■ What is required
Count the lines holding the string "crate" in the records, and give only the count.

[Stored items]
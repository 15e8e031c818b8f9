//! Unit tests for release table loading and target resolution.

use super::*;
use crate::artefact::error::ArtefactError;
use crate::test_utils::release_table_toml;
use rstest::{fixture, rstest};

fn digest(seed: &str) -> String {
    Sha256Digest::of(seed.as_bytes()).into_inner()
}

#[fixture]
fn full_table() -> ReleaseTable {
    let entries: Vec<(String, String)> = Platform::all()
        .iter()
        .map(|platform| (platform.key(), digest(&platform.key())))
        .collect();
    let pairs: Vec<(&str, &str)> = entries
        .iter()
        .map(|(key, sha)| (key.as_str(), sha.as_str()))
        .collect();
    ReleaseTable::parse(&release_table_toml("1.0.0", &pairs), "test").expect("valid table")
}

fn version(value: &str) -> ReleaseVersion {
    ReleaseVersion::try_from(value).expect("valid version")
}

#[rstest]
fn resolve_target_encodes_os_and_arch_for_every_platform(full_table: ReleaseTable) {
    for platform in Platform::all() {
        let target = full_table
            .resolve_target(platform, &version("1.0.0"))
            .expect("entry exists");
        let suffix = format!(
            "_{}_{}.tar.gz",
            platform.os.as_str(),
            platform.arch.as_str()
        );
        assert!(
            target.url().ends_with(&suffix),
            "{} does not end with {suffix}",
            target.url()
        );
        assert_eq!(target.operating_system(), platform.os);
        assert_eq!(target.architecture(), platform.arch);
        assert_eq!(target.expected_checksum().as_str(), digest(&platform.key()));
    }
}

#[rstest]
fn resolve_target_uses_release_download_layout(full_table: ReleaseTable) {
    let platform: Platform = "darwin-arm64".parse().expect("valid key");
    let target = full_table
        .resolve_target(platform, &version("1.0.0"))
        .expect("entry exists");
    assert_eq!(
        target.url(),
        "https://github.com/cdobratz/AzGuard/releases/download/v1.0.0/azguard_1.0.0_darwin_arm64.tar.gz"
    );
    assert_eq!(target.binary().as_str(), "azguard");
}

#[rstest]
fn resolve_target_rejects_other_versions(full_table: ReleaseTable) {
    let platform: Platform = "linux-amd64".parse().expect("valid key");
    let err = full_table
        .resolve_target(platform, &version("2.0.0"))
        .expect_err("version mismatch");
    assert!(matches!(
        err,
        InstallerError::UnknownTarget { ref version, .. } if version == "2.0.0"
    ));
}

#[test]
fn resolve_target_rejects_missing_platform() {
    let sha = digest("linux");
    let table = ReleaseTable::parse(
        &release_table_toml("1.0.0", &[("linux-amd64", sha.as_str())]),
        "test",
    )
    .expect("valid table");
    let err = table
        .resolve_target("darwin-arm64".parse().expect("valid key"), &version("1.0.0"))
        .expect_err("no darwin entry");
    assert!(matches!(
        err,
        InstallerError::UnknownTarget { ref platform, .. } if platform == "darwin-arm64"
    ));
}

#[test]
fn builtin_table_is_rejected_for_placeholder_checksums() {
    let err = ReleaseTable::builtin().expect_err("placeholders must not load");
    match err {
        ReleaseError::InvalidEntry { source, .. } => assert!(matches!(
            source,
            ArtefactError::PlaceholderDigest { ref value } if value == "REPLACE_WITH_ACTUAL_SHA256"
        )),
        other => panic!("expected InvalidEntry, got {other:?}"),
    }
}

#[rstest]
#[case::empty("")]
#[case::marker("REPLACE_WITH_ACTUAL_SHA256")]
#[case::zero("0000000000000000000000000000000000000000000000000000000000000000")]
fn rejects_unfilled_checksums(#[case] sha: &str) {
    let result = ReleaseTable::parse(&release_table_toml("1.0.0", &[("linux-amd64", sha)]), "test");
    assert!(
        matches!(
            result,
            Err(ReleaseError::InvalidEntry {
                source: ArtefactError::PlaceholderDigest { .. },
                ..
            })
        ),
        "expected placeholder rejection for {sha:?}, got {result:?}"
    );
}

#[test]
fn rejects_unknown_platform_key() {
    let sha = digest("windows");
    let result = ReleaseTable::parse(
        &release_table_toml("1.0.0", &[("windows-amd64", sha.as_str())]),
        "test",
    );
    assert!(matches!(result, Err(ReleaseError::UnsupportedPlatformKey(_))));
}

#[test]
fn rejects_plain_http_url() {
    let sha = digest("linux");
    let text = format!(
        "version = \"1.0.0\"\n\n[targets.linux-amd64]\nsha256 = \"{sha}\"\nurl = \"http://example.test/azguard.tar.gz\"\n"
    );
    let result = ReleaseTable::parse(&text, "test");
    assert!(matches!(result, Err(ReleaseError::InsecureUrl { .. })));
}

#[test]
fn rejects_unknown_fields() {
    let sha = digest("linux");
    let text = format!(
        "version = \"1.0.0\"\nchannel = \"stable\"\n\n[targets.linux-amd64]\nsha256 = \"{sha}\"\n"
    );
    let result = ReleaseTable::parse(&text, "test");
    assert!(matches!(result, Err(ReleaseError::Parse { .. })));
}

#[test]
fn rejects_empty_target_list() {
    let result = ReleaseTable::parse("version = \"1.0.0\"\n\n[targets]\n", "test");
    assert!(matches!(result, Err(ReleaseError::EmptyTable)));
}

#[test]
fn explicit_url_overrides_derived_one() {
    let sha = digest("linux");
    let text = format!(
        "version = \"1.0.0\"\n\n[targets.linux-amd64]\nsha256 = \"{sha}\"\nurl = \"https://mirror.example.test/azguard.tar.gz\"\n"
    );
    let table = ReleaseTable::parse(&text, "test").expect("valid table");
    let target = table
        .resolve_target("linux-amd64".parse().expect("valid key"), &version("1.0.0"))
        .expect("entry exists");
    assert_eq!(target.url(), "https://mirror.example.test/azguard.tar.gz");
}

#[test]
fn custom_binary_and_base_url_shape_derived_urls() {
    let sha = digest("linux");
    let text = format!(
        "version = \"v2.1.0\"\nbinary = \"azg\"\nbase_url = \"https://dl.example.test/releases/\"\n\n[targets.linux-arm64]\nsha256 = \"{sha}\"\n"
    );
    let table = ReleaseTable::parse(&text, "test").expect("valid table");
    let target = table
        .resolve_target("linux-arm64".parse().expect("valid key"), &version("2.1.0"))
        .expect("entry exists");
    assert_eq!(
        target.url(),
        "https://dl.example.test/releases/v2.1.0/azg_2.1.0_linux_arm64.tar.gz"
    );
}

#[rstest]
fn to_toml_round_trips_through_parse(full_table: ReleaseTable) {
    let text = full_table.to_toml().expect("serialize");
    assert!(!text.contains("base_url"), "default base_url is omitted");
    assert!(!text.contains("url ="), "derived URLs are omitted");
    let reparsed = ReleaseTable::parse(&text, "round-trip").expect("reparse");
    assert_eq!(reparsed, full_table);
}

#[test]
fn load_reports_missing_file() {
    let dir = tempfile::tempdir().expect("temp dir");
    let path = camino::Utf8PathBuf::try_from(dir.path().join("absent.toml")).expect("UTF-8 path");
    let result = ReleaseTable::load(&path);
    assert!(matches!(result, Err(ReleaseError::Read { .. })));
}

#[test]
fn from_digests_requires_at_least_one_entry() {
    let binary = BinaryName::try_from(DEFAULT_BINARY).expect("valid");
    let result = ReleaseTable::from_digests(version("1.0.0"), binary, DEFAULT_BASE_URL, BTreeMap::new());
    assert!(matches!(result, Err(ReleaseError::EmptyTable)));
}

■ Reply
2